5 Eric J. Sundquist, Home as Found: Authority and Genealogy in Nineteenth-Century American Literature (Baltimore: Johns Hopkins University Press, 1979). Sundquist provides a stimulating analysis, especially on naming and language in the novel. But his contention that Paul and Eve’s union is incestuous is driven by his desire to see their relationship as a Freudian displacement of Cooper’s with his dead sister Hannah. Marriage among cousins much closer in degree than Paul and Eve was not uncommon in the nineteenth century, given the paucity of opportunities in the higher classes for young people to meet each other outside the large extended family circle.

6 Cooper delineates five separate generations in his three Cooperstown/Templeton novels: Major Effingham (the British officer and earliest owner of the land, secretly protected by Natty Bumppo in his cave); his son, Edward Effingham (Marmaduke Temple’s silent business partner); his son Oliver Edward Effingham (the ostensible hero of The Pioneers who marries Elizabeth Temple); the cousins Edward and John Effingham (whose precise relationship to the previous generation is never disclosed), and their children, Eve and Paul. Both in the preface to Homeward Bound (vii) and the text of Home as Found (p. 420) Cooper locates the action of the books in 1836, so that the fifty-year old Effingham cousins must have been born in 1786, seven years before the action of The Pioneers takes place. The most precise inter-generational linkage in the text is Eve’s declaration that Paul is Edward Effingham’s great grandson (HAF, 450). As Paul’s third cousin, she must also be a direct descendent of Edward Effingham.
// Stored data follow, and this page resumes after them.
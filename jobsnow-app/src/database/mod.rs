pub mod accounts;
pub mod jobs;
pub mod migrations;
pub mod profiles;
pub mod rows;
pub mod seed;

use r2d2::{Pool, PooledConnection};
use r2d2_sqlite::SqliteConnectionManager;
use rusqlite::Connection;
use std::path::{Path, PathBuf};
use std::time::Duration;

#[derive(Clone)]
pub struct AsyncDbConnection {
    pool: Pool<SqliteConnectionManager>,
}

impl AsyncDbConnection {
    pub fn new(pool: Pool<SqliteConnectionManager>) -> Self {
        Self { pool }
    }

    pub async fn lock(&self) -> anyhow::Result<PooledConnection<SqliteConnectionManager>> {
        self.pool
            .get()
            .map_err(|e| anyhow::anyhow!("Failed to get DB connection from pool: {}", e))
    }
}

pub struct Database {
    pub async_connection: AsyncDbConnection,
}

impl Database {
    /// Open (creating if needed) the database file and run migrations
    pub fn new(db_path: &Path) -> anyhow::Result<Self> {
        if let Some(parent) = db_path.parent() {
            std::fs::create_dir_all(parent)?;
        }

        // Migrate on a plain connection before the pool opens its own
        {
            let conn = Connection::open(db_path)?;
            conn.execute_batch("PRAGMA foreign_keys = ON;")?;
            migrations::run_migrations(&conn)?;
        }

        let manager = SqliteConnectionManager::file(db_path).with_init(|conn| {
            conn.busy_timeout(Duration::from_secs(5))?;
            conn.execute_batch("PRAGMA foreign_keys = ON;")?;
            Ok(())
        });

        let pool = Pool::builder().max_size(8).build(manager)?;

        Ok(Database {
            async_connection: AsyncDbConnection::new(pool),
        })
    }
}

/// Returns the path to the local database file
///
/// - **macOS**: `~/Library/Application Support/jobsnow/db.sqlite`
/// - **Linux**: `~/.local/share/jobsnow/db.sqlite`
/// - **Windows**: `%LOCALAPPDATA%\jobsnow\db.sqlite`
pub fn get_db_path() -> anyhow::Result<PathBuf> {
    let data_dir = dirs::data_local_dir()
        .ok_or_else(|| anyhow::anyhow!("Could not determine local data directory"))?;
    Ok(data_dir.join("jobsnow").join("db.sqlite"))
}

/// Current time in the text format stored in every timestamp column
pub fn now_timestamp() -> String {
    chrono::Utc::now().to_rfc3339_opts(chrono::SecondsFormat::Millis, true)
}

#[cfg(test)]
pub(crate) fn test_database() -> (tempfile::TempDir, Database) {
    let dir = tempfile::tempdir().unwrap();
    let db = Database::new(&dir.path().join("test.sqlite")).unwrap();
    (dir, db)
}
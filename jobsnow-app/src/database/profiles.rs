use crate::database::rows::{self, TableSpec};
use crate::database::AsyncDbConnection;
use anyhow::Result;
use serde::de::DeserializeOwned;
use serde::Serialize;
use shared_types::{CandidateProfile, CandidateProfileUpsert, CompanyProfile, CompanyProfileUpsert};
use uuid::Uuid;

pub const CANDIDATE_PROFILES: TableSpec = TableSpec {
    name: "candidate_profiles",
    columns: &[
        "id",
        "full_name",
        "phone",
        "address",
        "birth_date",
        "nationality",
        "ancestry",
        "bio",
        "languages",
        "resume_url",
        "is_profile_complete",
        "created_at",
        "updated_at",
    ],
    bool_columns: &["is_profile_complete"],
    json_columns: &["languages"],
};

pub const COMPANY_PROFILES: TableSpec = TableSpec {
    name: "company_profiles",
    columns: &[
        "id",
        "company_name",
        "responsible_name",
        "phone",
        "address",
        "website",
        "cnpj",
        "sector",
        "employee_count",
        "founded_year",
        "description",
        "logo_url",
        "is_verified",
        "is_profile_complete",
        "created_at",
        "updated_at",
    ],
    bool_columns: &["is_verified", "is_profile_complete"],
    json_columns: &[],
};

async fn get_profile<T: DeserializeOwned>(
    conn: AsyncDbConnection,
    table: &TableSpec,
    id: Uuid,
) -> Result<Option<T>> {
    let conn = conn.lock().await?;
    match rows::fetch_by_id(&conn, table, &id.to_string())? {
        Some(row) => Ok(Some(serde_json::from_value(row).map_err(|e| {
            anyhow::anyhow!("Failed to decode {} row: {}", table.name, e)
        })?)),
        None => Ok(None),
    }
}

async fn upsert_profile<T: Serialize>(
    conn: AsyncDbConnection,
    table: &TableSpec,
    payload: &T,
) -> Result<()> {
    let serde_json::Value::Object(payload) = serde_json::to_value(payload)? else {
        anyhow::bail!("{} payload must serialize to an object", table.name);
    };
    let conn = conn.lock().await?;
    rows::upsert(&conn, table, &payload)
}

pub async fn get_candidate_profile(
    conn: AsyncDbConnection,
    id: Uuid,
) -> Result<Option<CandidateProfile>> {
    get_profile(conn, &CANDIDATE_PROFILES, id).await
}

pub async fn upsert_candidate_profile(
    conn: AsyncDbConnection,
    payload: &CandidateProfileUpsert,
) -> Result<()> {
    upsert_profile(conn, &CANDIDATE_PROFILES, payload).await
}

pub async fn get_company_profile(
    conn: AsyncDbConnection,
    id: Uuid,
) -> Result<Option<CompanyProfile>> {
    get_profile(conn, &COMPANY_PROFILES, id).await
}

pub async fn upsert_company_profile(
    conn: AsyncDbConnection,
    payload: &CompanyProfileUpsert,
) -> Result<()> {
    upsert_profile(conn, &COMPANY_PROFILES, payload).await
}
As many have noted, in narrating the density, complexity, and obscurity of this dynasty, Cooper anticipates Faulkner.

7 Interestingly, Cooper spares Edward Effingham most of the pains he himself needed to take to defend his property rights in the “Three Mile Point Controversy.” When in Chapters 14 and 15 of Home as Found, Templeton’s inhabitants lay claim to a popular picnic site they have grown accustomed to frequenting absent the Effinghams, Edward drafts a notice to the local paper which he entrusts to Aristabulus Bragg to insert. (Bragg is horrified by this intrusion on the popular will but too much in awe of the Effinghams not to submit.) The locals loudly protest in a public meeting the newspaper notice to avoid trespassing on Effingham property, but after this ebullition of the popular will, opposition to the Effinghams ceases entirely and the controversy never re-appears in the novel. The parallel events in Cooper’s own life of course led to protracted controversy which long engaged Cooper’s energy, and led to ill-will in Cooperstown against the family which some inhabitants say persists to this day.

8 The Pioneers, or Sources of the Susquehanna; a Descriptive Tale. Historical Introduction and Explanatory Notes by James Franklin Beard; text established by Lance Schachterle and Kenneth M. Andersen, Jr. (Albany: State University of New York Press, 1980), p. 456.